Minister of Justice and Solicitor General of Alberta
- In office February 25, 2022 – June 9, 2023
- Premier: Jason Kenney Danielle Smith
- Preceded by: Kaycee Madu
- Succeeded by: Mickey Amery

Alberta Minister of Labour and Immigration
- In office September 21, 2021 – February 25, 2022
- Premier: Jason Kenney
- Preceded by: Jason Copping
- Succeeded by: Kaycee Madu

Alberta Minister of Health
- In office April 30, 2019 – September 21, 2021
- Premier: Jason Kenney
- Preceded by: Sarah Hoffman
- Succeeded by: Jason Copping

Personal details
- Born: c. 1976 (age 49–50) Edmonton, Alberta, Canada
- Party: United Conservative Party
- Occupation: Politician, lawyer.

= Tyler Shandro =

Canadian politician (born c. 1976)

Tyler Shandro (born c. 1976) is a Canadian politician who served as the minister of justice and solicitor general of Alberta from February 2022 to June 2023. A member of the United Conservative Party (UCP), Shandro was elected to represent Calgary-Acadia in the Legislative Assembly of Alberta in the 2019 provincial election. He was Alberta's minister of health from 2019 to 2021, and minister of labour and immigration from 2021 until he was named justice minister in 2022. He lost re-election in the 2023 provincial election.

Shandro was vice-chair of the Legislative Review Committee while also on the Alberta First Cabinet Policy Committee.

Shandro sponsored 15 bills ranging from addressing issues from healthcare to justice, with Bill 8 gaining more attention. Shandro said the Alberta Firearms Act (Bill 8) would “give Alberta the tools it needs to deal with what he called escalating attacks by Ottawa on law-abiding Alberta gunowners".

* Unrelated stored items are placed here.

//! PokéAPI client
//!
//! This module provides functionality to fetch list pages, per-item type
//! information, the category list, and full detail records from PokéAPI, and
//! parse them into our data structures.

use async_trait::async_trait;
use reqwest::Client;
use serde::{de::DeserializeOwned, Deserialize};
use thiserror::Error;

use super::{PokemonDetail, PokemonRef, Stat};

/// Base URL for PokéAPI
pub const POKEAPI_BASE_URL: &str = "https://pokeapi.co/api/v2";

/// Errors that can occur when fetching from the API
///
/// Every variant counts as a fetch failure; callers do not distinguish them.
#[derive(Debug, Error)]
pub enum ApiError {
    /// HTTP request failed
    #[error("HTTP request failed: {0}")]
    RequestFailed(#[from] reqwest::Error),

    /// Server answered with a non-success status
    #[error("Unexpected status {status} from {url}")]
    Status { status: u16, url: String },

    /// Failed to parse JSON response
    #[error("Failed to parse JSON response: {0}")]
    ParseError(#[from] serde_json::Error),
}

/// Remote catalog the pager and detail screen read from
#[async_trait]
pub trait Catalog: Send + Sync {
    /// Fetches one listing page (`/pokemon?limit=L&offset=O`)
    async fn fetch_page(&self, limit: usize, offset: usize) -> Result<Vec<PokemonRef>, ApiError>;

    /// Fetches the type names of the item behind `url`
    async fn fetch_types_of(&self, url: &str) -> Result<Vec<String>, ApiError>;

    /// Fetches every category name (`/type`)
    async fn fetch_type_names(&self) -> Result<Vec<String>, ApiError>;

    /// Fetches the full record for `name` (`/pokemon/<name>`)
    async fn fetch_detail(&self, name: &str) -> Result<PokemonDetail, ApiError>;
}

#[derive(Debug, Deserialize)]
struct NamedResource {
    name: String,
}

#[derive(Debug, Deserialize)]
struct PageResponse {
    results: Vec<PokemonRef>,
}

#[derive(Debug, Deserialize)]
struct TypeListResponse {
    results: Vec<NamedResource>,
}

#[derive(Debug, Deserialize)]
struct TypeSlot {
    #[serde(rename = "type")]
    kind: NamedResource,
}

#[derive(Debug, Deserialize)]
struct TypesOnlyResponse {
    types: Vec<TypeSlot>,
}

#[derive(Debug, Deserialize)]
struct AbilitySlot {
    ability: NamedResource,
}

#[derive(Debug, Deserialize)]
struct StatSlot {
    base_stat: u32,
    stat: NamedResource,
}

#[derive(Debug, Default, Deserialize)]
struct Sprites {
    front_default: Option<String>,
}

#[derive(Debug, Deserialize)]
struct DetailResponse {
    name: String,
    height: u32,
    weight: u32,
    #[serde(default)]
    abilities: Vec<AbilitySlot>,
    #[serde(default)]
    stats: Vec<StatSlot>,
    #[serde(default)]
    sprites: Sprites,
    #[serde(default)]
    types: Vec<TypeSlot>,
}

impl From<DetailResponse> for PokemonDetail {
    fn from(raw: DetailResponse) -> Self {
        Self {
            name: raw.name,
            height: raw.height,
            weight: raw.weight,
            abilities: raw.abilities.into_iter().map(|a| a.ability.name).collect(),
            stats: raw
                .stats
                .into_iter()
                .map(|s| Stat {
                    name: s.stat.name,
                    base_stat: s.base_stat,
                })
                .collect(),
            sprite_url: raw.sprites.front_default,
            types: type_names(raw.types),
        }
    }
}

fn type_names(slots: Vec<TypeSlot>) -> Vec<String> {
    slots.into_iter().map(|slot| slot.kind.name).collect()
}

/// Client for fetching data from PokéAPI
#[derive(Debug, Clone)]
pub struct PokeApiClient {
    client: Client,
    base_url: String,
}

impl PokeApiClient {
    /// Create a new client with a custom HTTP client
    pub fn with_client(client: Client, base_url: impl Into<String>) -> Self {
        let base_url = base_url.into().trim_end_matches('/').to_string();
        Self { client, base_url }
    }

    fn page_url(&self, limit: usize, offset: usize) -> String {
        format!("{}/pokemon?limit={}&offset={}", self.base_url, limit, offset)
    }

    /// GETs `url` and parses the body, rejecting non-success statuses
    async fn get_json<T: DeserializeOwned>(&self, url: &str) -> Result<T, ApiError> {
        let response = self.client.get(url).send().await?;
        let status = response.status();
        if !status.is_success() {
            return Err(ApiError::Status {
                status: status.as_u16(),
                url: url.to_string(),
            });
        }

        let text = response.text().await?;
        Ok(serde_json::from_str(&text)?)
    }
}

#[async_trait]
impl Catalog for PokeApiClient {
    async fn fetch_page(&self, limit: usize, offset: usize) -> Result<Vec<PokemonRef>, ApiError> {
        let page: PageResponse = self.get_json(&self.page_url(limit, offset)).await?;
        Ok(page.results)
    }

    async fn fetch_types_of(&self, url: &str) -> Result<Vec<String>, ApiError> {
        let detail: TypesOnlyResponse = self.get_json(url).await?;
        Ok(type_names(detail.types))
    }

    async fn fetch_type_names(&self) -> Result<Vec<String>, ApiError> {
        let url = format!("{}/type", self.base_url);
        let list: TypeListResponse = self.get_json(&url).await?;
        Ok(list.results.into_iter().map(|t| t.name).collect())
    }

    async fn fetch_detail(&self, name: &str) -> Result<PokemonDetail, ApiError> {
        let url = format!("{}/pokemon/{}", self.base_url, name.to_lowercase());
        let detail: DetailResponse = self.get_json(&url).await?;
        Ok(detail.into())
    }
}
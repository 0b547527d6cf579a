//! Two-layer cache manager for API responses
//!
//! Provides a `CacheManager` that keeps entries in an in-memory map and mirrors
//! them to a durable [`KeyValueStore`]. Every entry carries the time it was
//! written; an entry older than the TTL is treated as absent on read.

use chrono::Utc;
use serde::{de::DeserializeOwned, Deserialize, Serialize};
use serde_json::Value;
use std::collections::HashMap;
use std::fmt;
use std::sync::{Arc, Mutex, PoisonError};
use std::time::Duration;
use tracing::{debug, warn};

use super::store::{KeyValueStore, StoreError};

/// Source of the current time in Unix milliseconds
pub trait Clock: Send + Sync {
    fn now_millis(&self) -> i64;
}

/// Wall clock
#[derive(Debug, Clone, Copy, Default)]
pub struct SystemClock;

impl Clock for SystemClock {
    fn now_millis(&self) -> i64 {
        Utc::now().timestamp_millis()
    }
}

/// Wrapper stored for every cache key
///
/// Serialized as `{"timestamp": <unix millis>, "data": ...}`.
#[derive(Debug, Clone, PartialEq, Serialize, Deserialize)]
pub struct CacheEntry<T> {
    /// When the entry was written (Unix milliseconds)
    pub timestamp: i64,
    /// The cached data
    pub data: T,
}

impl<T> CacheEntry<T> {
    /// An entry is valid while `now - timestamp < ttl`
    pub fn is_fresh(&self, now_millis: i64, ttl: Duration) -> bool {
        let ttl_millis = i64::try_from(ttl.as_millis()).unwrap_or(i64::MAX);
        now_millis.saturating_sub(self.timestamp) < ttl_millis
    }
}

/// Read-through cache with an in-memory fast path and a durable store
///
/// The in-memory copy is a cache of the durable copy. Reads check memory
/// first, then the store, promoting fresh durable entries into memory.
/// Writes go to memory immediately and to the store best-effort.
pub struct CacheManager {
    memory: Mutex<HashMap<String, CacheEntry<Value>>>,
    store: Arc<dyn KeyValueStore>,
    ttl: Duration,
    clock: Arc<dyn Clock>,
}

impl fmt::Debug for CacheManager {
    fn fmt(&self, f: &mut fmt::Formatter<'_>) -> fmt::Result {
        f.debug_struct("CacheManager")
            .field("ttl", &self.ttl)
            .field("memory_entries", &self.memory_len())
            .finish()
    }
}

impl CacheManager {
    /// Creates a cache over `store` where entries live for `ttl`
    pub fn new(store: Arc<dyn KeyValueStore>, ttl: Duration) -> Self {
        Self {
            memory: Mutex::new(HashMap::new()),
            store,
            ttl,
            clock: Arc::new(SystemClock),
        }
    }

    /// Replaces the clock used to stamp and age entries
    pub fn with_clock(mut self, clock: Arc<dyn Clock>) -> Self {
        self.clock = clock;
        self
    }

    /// Reads a fresh entry for `key`
    ///
    /// Returns `None` when the key is missing, expired, or cannot be parsed
    /// as `T`. Store read failures are logged and treated as a miss.
    pub async fn get<T: DeserializeOwned>(&self, key: &str) -> Option<T> {
        let now = self.clock.now_millis();

        if let Some(value) = self.memory_lookup(key, now) {
            match serde_json::from_value(value) {
                Ok(data) => {
                    debug!(key, "memory cache hit");
                    return Some(data);
                }
                Err(e) => debug!(key, error = %e, "memory cache entry has unexpected shape"),
            }
        }

        let raw = match self.store.get_item(key).await {
            Ok(Some(raw)) => raw,
            Ok(None) => {
                debug!(key, "cache miss");
                return None;
            }
            Err(e) => {
                warn!(key, error = %e, "durable cache read failed");
                return None;
            }
        };

        let entry: CacheEntry<Value> = match serde_json::from_str(&raw) {
            Ok(entry) => entry,
            Err(e) => {
                debug!(key, error = %e, "ignoring unreadable durable cache entry");
                return None;
            }
        };

        if !entry.is_fresh(now, self.ttl) {
            debug!(key, "durable cache entry expired");
            return None;
        }

        let data = match serde_json::from_value(entry.data.clone()) {
            Ok(data) => data,
            Err(e) => {
                debug!(key, error = %e, "durable cache entry has unexpected shape");
                return None;
            }
        };

        debug!(key, "durable cache hit, promoting to memory");
        self.lock_memory().insert(key.to_string(), entry);
        Some(data)
    }

    /// Writes `data` under `key` stamped with the current time
    ///
    /// The in-memory map is updated before the durable write starts. A
    /// durable write failure is logged and otherwise ignored.
    pub async fn set<T: Serialize>(&self, key: &str, data: &T) {
        let value = match serde_json::to_value(data) {
            Ok(value) => value,
            Err(e) => {
                warn!(key, error = %e, "failed to serialize cache data");
                return;
            }
        };

        let entry = CacheEntry {
            timestamp: self.clock.now_millis(),
            data: value,
        };

        let raw = match serde_json::to_string(&entry) {
            Ok(raw) => raw,
            Err(e) => {
                warn!(key, error = %e, "failed to serialize cache entry");
                return;
            }
        };

        self.lock_memory().insert(key.to_string(), entry);

        if let Err(e) = self.store.set_item(key, raw).await {
            warn!(key, error = %e, "durable cache write failed");
        }
    }

    /// Drops the in-memory layer; durable entries stay readable
    pub fn clear_memory(&self) {
        self.lock_memory().clear();
    }

    /// Drops both layers
    pub async fn clear(&self) -> Result<(), StoreError> {
        self.clear_memory();
        self.store.clear().await
    }

    fn memory_len(&self) -> usize {
        self.lock_memory().len()
    }

    fn memory_lookup(&self, key: &str, now: i64) -> Option<Value> {
        let memory = self.lock_memory();
        memory
            .get(key)
            .filter(|entry| entry.is_fresh(now, self.ttl))
            .map(|entry| entry.data.clone())
    }

    fn lock_memory(&self) -> std::sync::MutexGuard<'_, HashMap<String, CacheEntry<Value>>> {
        self.memory.lock().unwrap_or_else(PoisonError::into_inner)
    }
}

==Early and personal life==
Shandro was born in Edmonton, Alberta, and later moved to Calgary to attend the University of Calgary and begin his legal career. During his legal career he served as a member of several boards, including the Criminal Injuries Review Board, the National Parole Board, and the Municipal Government Board. Shandro also served on the Calgary Police Commission. Previously he was appointed as a member of the Disaster Advisory Committee after the 2013 Alberta floods.

=== Family ===
Shandro is married to Andrea and they have two children. His great-uncle Andrew Shandro served as a Member of the Legislative Assembly (MLA) for the Whitford electoral district from 1913 to 1922 representing the Liberal Party of Alberta. The hamlet of Shandro, Alberta in Two Hills County is named in honour of Shandro's ancestors.

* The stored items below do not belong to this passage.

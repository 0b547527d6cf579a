//! Configuration Module
//!
//! Runtime settings. Defaults can be overridden from environment variables
//! and then from CLI flags.

use std::env;
use std::path::PathBuf;
use std::str::FromStr;
use std::time::Duration;

use crate::cache::FileStore;
use crate::cli::{parse_page_size, StartupConfig};
use crate::data::client::POKEAPI_BASE_URL;

/// Application configuration.
#[derive(Debug, Clone, PartialEq)]
pub struct Config {
    /// API root, without trailing slash
    pub base_url: String,
    /// Items per listing page
    pub page_limit: usize,
    /// Detail requests allowed in flight at once
    pub max_concurrent_fetches: usize,
    /// How long cache entries stay valid
    pub cache_ttl: Duration,
    /// Quiet window before the filtered list is recomputed
    pub debounce: Duration,
    /// How often the connectivity monitor probes the API
    pub connectivity_interval: Duration,
    /// Directory for cache entries and the log file
    pub cache_dir: Option<PathBuf>,
}

impl Default for Config {
    fn default() -> Self {
        Self {
            base_url: POKEAPI_BASE_URL.to_string(),
            page_limit: 20,
            max_concurrent_fetches: 5,
            cache_ttl: Duration::from_secs(60 * 60),
            debounce: Duration::from_millis(300),
            connectivity_interval: Duration::from_secs(10),
            cache_dir: FileStore::default_dir(),
        }
    }
}

impl Config {
    /// Loads configuration from environment variables.
    ///
    /// # Environment Variables
    /// - `POKEDEX_BASE_URL` - API root (default: https://pokeapi.co/api/v2)
    /// - `POKEDEX_PAGE_LIMIT` - Items per page (default: 20)
    /// - `POKEDEX_MAX_CONCURRENT` - Concurrent detail requests (default: 5)
    /// - `POKEDEX_CACHE_TTL_SECS` - Cache lifetime in seconds (default: 3600)
    /// - `POKEDEX_DEBOUNCE_MS` - Filter quiet window in ms (default: 300)
    ///
    /// Unparseable or out-of-range values fall back to the defaults: the page
    /// limit must be within 1..=100 like `--page-size`, and the TTL non-zero.
    pub fn from_env() -> Self {
        Self::from_lookup(|name| env::var(name).ok())
    }

    /// Loads configuration through an arbitrary variable lookup
    pub fn from_lookup<F>(lookup: F) -> Self
    where
        F: Fn(&str) -> Option<String>,
    {
        let defaults = Self::default();

        Self {
            base_url: lookup("POKEDEX_BASE_URL")
                .filter(|url| !url.trim().is_empty())
                .map(|url| url.trim_end_matches('/').to_string())
                .unwrap_or(defaults.base_url),
            page_limit: parse_var(&lookup, "POKEDEX_PAGE_LIMIT")
                .and_then(|n| parse_page_size(n).ok())
                .unwrap_or(defaults.page_limit),
            max_concurrent_fetches: parse_var(&lookup, "POKEDEX_MAX_CONCURRENT")
                .filter(|&n: &usize| n > 0)
                .unwrap_or(defaults.max_concurrent_fetches),
            cache_ttl: parse_var(&lookup, "POKEDEX_CACHE_TTL_SECS")
                .filter(|&secs: &u64| secs > 0)
                .map(Duration::from_secs)
                .unwrap_or(defaults.cache_ttl),
            debounce: parse_var(&lookup, "POKEDEX_DEBOUNCE_MS")
                .map(Duration::from_millis)
                .unwrap_or(defaults.debounce),
            connectivity_interval: defaults.connectivity_interval,
            cache_dir: defaults.cache_dir,
        }
    }

    /// Applies command-line overrides
    pub fn apply_startup(&mut self, startup: &StartupConfig) {
        if let Some(page_size) = startup.page_size {
            self.page_limit = page_size;
        }
        if let Some(dir) = &startup.cache_dir {
            self.cache_dir = Some(dir.clone());
        }
    }
}

fn parse_var<F, T>(lookup: &F, name: &str) -> Option<T>
where
    F: Fn(&str) -> Option<String>,
    T: FromStr,
{
    lookup(name)?.trim().parse().ok()
}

== Political career (2019–present) ==

=== Early political involvement ===
Shandro was a long time volunteer with the Progressive Conservative (PC) Association of Alberta. Following the party's defeat in the 2015 Alberta general election, Shandro ran unsuccessfully for party president against Katherine O'Neill. During this time Shandro rejected calls to merge the PCs with the Wildrose Party, describing how "I don't think it's legally permissible". However, after joining the Alberta Conservative Consolidation Committee (an organization of conservative lawyers), Shandro supported the amalgamation and wrote one of the legal briefs arguing the amalgamation was legally possible. Shandro served on the committee which set out the terms forming the UCP following the 2017 merger of the PCs and Wildrose Party.

=== Election to Legislature (2019) ===
Shandro contested the 2019 Alberta general election in the district of Calgary-Acadia which was previously held by New Democratic Party (NDP) MLA Brandy Payne, who retired from politics following the closure of the 29th Alberta Legislature. Shandro captured 12,615 votes (54 per cent) defeating five other opponents including the next closest candidate, New Democrat Kate Andrews, with 8,049 votes (35 per cent).

=== Minister of Health (2019–2021) ===
On April 30, 2019, Shandro was appointed as the minister of health.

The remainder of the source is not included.